## DATA LISTING
────────────────────────────────────────

use quick_xml::DeError;
use serde::Deserialize;
use thiserror::Error;

#[derive(Debug, Error)]
pub enum ParseError {
    #[error("Feed is not valid UTF-8: {0}")]
    NotUtf8(#[from] std::str::Utf8Error),
    #[error("Feed is not valid RSS: {0}")]
    Xml(#[from] DeError),
}

/// A parsed RSS 2.0 document. Exists only between fetch and ingestion.
#[derive(Debug, Clone, Deserialize, PartialEq)]
#[serde(rename = "rss")]
pub struct FeedDocument {
    pub channel: Channel,
}

#[derive(Debug, Clone, Deserialize, PartialEq)]
pub struct Channel {
    #[serde(default)]
    pub title: String,
    #[serde(default)]
    pub link: String,
    #[serde(default)]
    pub description: String,
    #[serde(default, rename = "item")]
    pub items: Vec<FeedItem>,
}

/// One `<item>` element. Absent fields decode as empty strings; `pub_date`
/// stays the raw wire string because feeds put anything in it.
#[derive(Debug, Clone, Deserialize, PartialEq)]
pub struct FeedItem {
    #[serde(default)]
    pub title: String,
    #[serde(default)]
    pub link: String,
    #[serde(default)]
    pub description: String,
    #[serde(default, rename = "pubDate")]
    pub pub_date: String,
}

/// Decode an RSS 2.0 body. A document without a `<channel>` is an error,
/// never a partial result.
pub fn parse_document(bytes: &[u8]) -> Result<FeedDocument, ParseError> {
    let text = std::str::from_utf8(bytes)?;
    let document: FeedDocument = quick_xml::de::from_str(text)?;
    Ok(document)
}
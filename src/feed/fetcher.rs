use crate::feed::parser::{self, FeedDocument, ParseError};
use futures::StreamExt;
use reqwest::Client;
use thiserror::Error;

/// Sent on every request so feed operators know who is calling.
pub const USER_AGENT: &str = "trawl";

const MAX_FEED_SIZE: usize = 10 * 1024 * 1024; // 10MB

/// Errors that can occur while pulling a single feed.
#[derive(Debug, Error)]
pub enum FetchError {
    /// Network-level error (DNS, connection, TLS, etc.)
    #[error("Request failed: {0}")]
    Network(#[from] reqwest::Error),
    /// HTTP response with non-2xx status code
    #[error("HTTP error: status {0}")]
    HttpStatus(u16),
    /// Response body exceeded the 10MB size limit
    #[error("Response too large")]
    ResponseTooLarge,
    /// Body was not a well-formed RSS document
    #[error(transparent)]
    Parse(#[from] ParseError),
}

/// Builds the HTTP client shared by every fetch.
///
/// No request timeout is configured: a slow feed delays the cycle it
/// belongs to and nothing else, and the next tick is not queued behind it.
pub fn build_client() -> reqwest::Result<Client> {
    Client::builder().user_agent(USER_AGENT).build()
}

/// Fetches `url` and decodes the body as RSS 2.0.
///
/// One GET per call. There are no retries here; a feed that fails simply
/// waits for its next turn in the rotation.
///
/// # Errors
///
/// - [`FetchError::Network`] - connection or TLS failure
/// - [`FetchError::HttpStatus`] - non-2xx response
/// - [`FetchError::ResponseTooLarge`] - body over the 10MB cap
/// - [`FetchError::Parse`] - body is not a well-formed RSS document
pub async fn fetch_document(client: &Client, url: &str) -> Result<FeedDocument, FetchError> {
    let response = client.get(url).send().await?;

    let status = response.status();
    if !status.is_success() {
        return Err(FetchError::HttpStatus(status.as_u16()));
    }

    let bytes = read_limited_bytes(response, MAX_FEED_SIZE).await?;
    Ok(parser::parse_document(&bytes)?)
}

async fn read_limited_bytes(
    response: reqwest::Response,
    limit: usize,
) -> Result<Vec<u8>, FetchError> {
    // Fast path: check Content-Length header
    if let Some(len) = response.content_length() {
        if len as usize > limit {
            return Err(FetchError::ResponseTooLarge);
        }
    }

    let mut bytes = Vec::new();
    let mut stream = response.bytes_stream();

    while let Some(chunk) = stream.next().await {
        let chunk = chunk?;
        if bytes.len().saturating_add(chunk.len()) > limit {
            return Err(FetchError::ResponseTooLarge);
        }
        bytes.extend_from_slice(&chunk);
    }

    Ok(bytes)
}
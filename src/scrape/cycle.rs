use crate::feed::{self, FetchError};
use crate::scrape::ingest::{self, IngestOutcome};
use crate::storage::{Database, StorageError};
use reqwest::Client;
use thiserror::Error;

/// Why a cycle produced no report.
#[derive(Debug, Error)]
pub enum CycleError {
    /// The claim query found zero feed rows
    #[error("No feeds registered")]
    NoFeeds,
    /// The claim step failed at the storage layer
    #[error(transparent)]
    Storage(#[from] StorageError),
    /// Fetching or decoding the claimed feed's document failed
    #[error(transparent)]
    Fetch(#[from] FetchError),
}

impl CycleError {
    /// True when the scheduler should stop instead of waiting for the next
    /// tick. Only losing the database itself qualifies; an unreachable feed
    /// or an empty feeds table costs one cycle, never the loop.
    pub fn is_fatal(&self) -> bool {
        match self {
            CycleError::Storage(e) => e.is_unrecoverable(),
            CycleError::NoFeeds | CycleError::Fetch(_) => false,
        }
    }
}

/// What one completed cycle accomplished.
#[derive(Debug)]
pub struct CycleReport {
    pub feed_name: String,
    pub feed_url: String,
    pub outcome: IngestOutcome,
}

/// One claim -> fetch -> ingest pass.
///
/// Claims the feed least recently fetched, pulls its document, and stores
/// every item not already present. The claim happens before the fetch, so a
/// feed that fails stays at the back of the rotation instead of wedging it.
pub async fn run_cycle(db: &Database, client: &Client) -> Result<CycleReport, CycleError> {
    let feed = db.claim_next_feed().await?.ok_or(CycleError::NoFeeds)?;

    let document = feed::fetch_document(client, &feed.url).await?;
    let outcome = ingest::ingest_document(db, &feed.id, &document).await;

    tracing::info!(
        feed = %feed.name,
        url = %feed.url,
        new_posts = outcome.new_posts,
        skipped = outcome.skipped_existing,
        "Cycle complete"
    );
    if outcome.failed > 0 {
        tracing::warn!(
            feed = %feed.name,
            failed = outcome.failed,
            "Some items could not be stored this cycle"
        );
    }
    if outcome.unparsed_dates > 0 {
        tracing::info!(
            feed = %feed.name,
            unparsed_dates = outcome.unparsed_dates,
            "Items stored without a publish date"
        );
    }

    Ok(CycleReport {
        feed_name: feed.name,
        feed_url: feed.url,
        outcome,
    })
}
//! Fetching and decoding of RSS 2.0 feeds.
//!
//! The module is organized into two submodules:
//!
//! - [`parser`] - strict RSS 2.0 decoding via `quick-xml`
//! - [`fetcher`] - one-shot HTTP retrieval with a body size cap
//!
//! Documents produced here are transient; they exist between a fetch and
//! the ingestion pass that turns their items into stored posts.

mod fetcher;
mod parser;

pub use fetcher::{build_client, fetch_document, FetchError, USER_AGENT};
pub use parser::{parse_document, Channel, FeedDocument, FeedItem, ParseError};
use super::schema::Database;
use super::types::{NewPost, Post, StorageError};

impl Database {
    // ========================================================================
    // Post Operations
    // ========================================================================

    /// Insert a post. The caller supplies the complete row, id and timestamps
    /// included. Fails with a UNIQUE violation when the url is already stored;
    /// ingestion relies on that as the dedup backstop.
    pub async fn create_post(&self, post: NewPost) -> Result<Post, StorageError> {
        let created = sqlx::query_as(
            r#"
            INSERT INTO posts (id, created_at, updated_at, title, url, description, published_at, feed_id)
            VALUES (?1, ?2, ?3, ?4, ?5, ?6, ?7, ?8)
            RETURNING id, created_at, updated_at, title, url, description, published_at, feed_id
        "#,
        )
        .bind(post.id)
        .bind(post.created_at)
        .bind(post.updated_at)
        .bind(post.title)
        .bind(post.url)
        .bind(post.description)
        .bind(post.published_at)
        .bind(post.feed_id)
        .fetch_one(&self.pool)
        .await?;
        Ok(created)
    }

    /// Dedup lookup: the post previously stored for this item url, if any.
    pub async fn get_post_by_url(&self, url: &str) -> Result<Option<Post>, StorageError> {
        let post = sqlx::query_as(
            r#"
            SELECT id, created_at, updated_at, title, url, description, published_at, feed_id
            FROM posts WHERE url = ?1
        "#,
        )
        .bind(url)
        .fetch_optional(&self.pool)
        .await?;
        Ok(post)
    }

    /// The newest posts from feeds the user follows. Posts without a
    /// published date sort last.
    pub async fn posts_for_user(&self, user_id: &str, limit: i64) -> Result<Vec<Post>, StorageError> {
        let posts = sqlx::query_as(
            r#"
            SELECT posts.id, posts.created_at, posts.updated_at, posts.title, posts.url,
                   posts.description, posts.published_at, posts.feed_id
            FROM posts
            JOIN feed_follows ON posts.feed_id = feed_follows.feed_id
            WHERE feed_follows.user_id = ?1
            ORDER BY posts.published_at DESC
            LIMIT ?2
        "#,
        )
        .bind(user_id)
        .bind(limit)
        .fetch_all(&self.pool)
        .await?;
        Ok(posts)
    }
}
//! A feed aggregator in the shape of a small CLI.
//!
//! Users register feeds and follow them; `trawl agg` then polls one feed per
//! tick, always the one least recently fetched, and stores previously-unseen
//! items as posts. Everything lives in a single SQLite database next to the
//! config file.

pub mod cli;
pub mod config;
pub mod feed;
pub mod scrape;
pub mod storage;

────────────────────────────────────────

## EXERCISE DESCRIPTION
Set down exactly the lines that begin the records and continue through the line bearing "anything in it."; include both ends.

## WRITTEN RESPONSE
use quick_xml::DeError;
use serde::Deserialize;
use thiserror::Error;

#[derive(Debug, Error)]
pub enum ParseError {
    #[error("Feed is not valid UTF-8: {0}")]
    NotUtf8(#[from] std::str::Utf8Error),
    #[error("Feed is not valid RSS: {0}")]
    Xml(#[from] DeError),
}

/// A parsed RSS 2.0 document. Exists only between fetch and ingestion.
#[derive(Debug, Clone, Deserialize, PartialEq)]
#[serde(rename = "rss")]
pub struct FeedDocument {
    pub channel: Channel,
}

#[derive(Debug, Clone, Deserialize, PartialEq)]
pub struct Channel {
    #[serde(default)]
    pub title: String,
    #[serde(default)]
    pub link: String,
    #[serde(default)]
    pub description: String,
    #[serde(default, rename = "item")]
    pub items: Vec<FeedItem>,
}

/// One `<item>` element. Absent fields decode as empty strings; `pub_date`
/// stays the raw wire string because feeds put anything in it.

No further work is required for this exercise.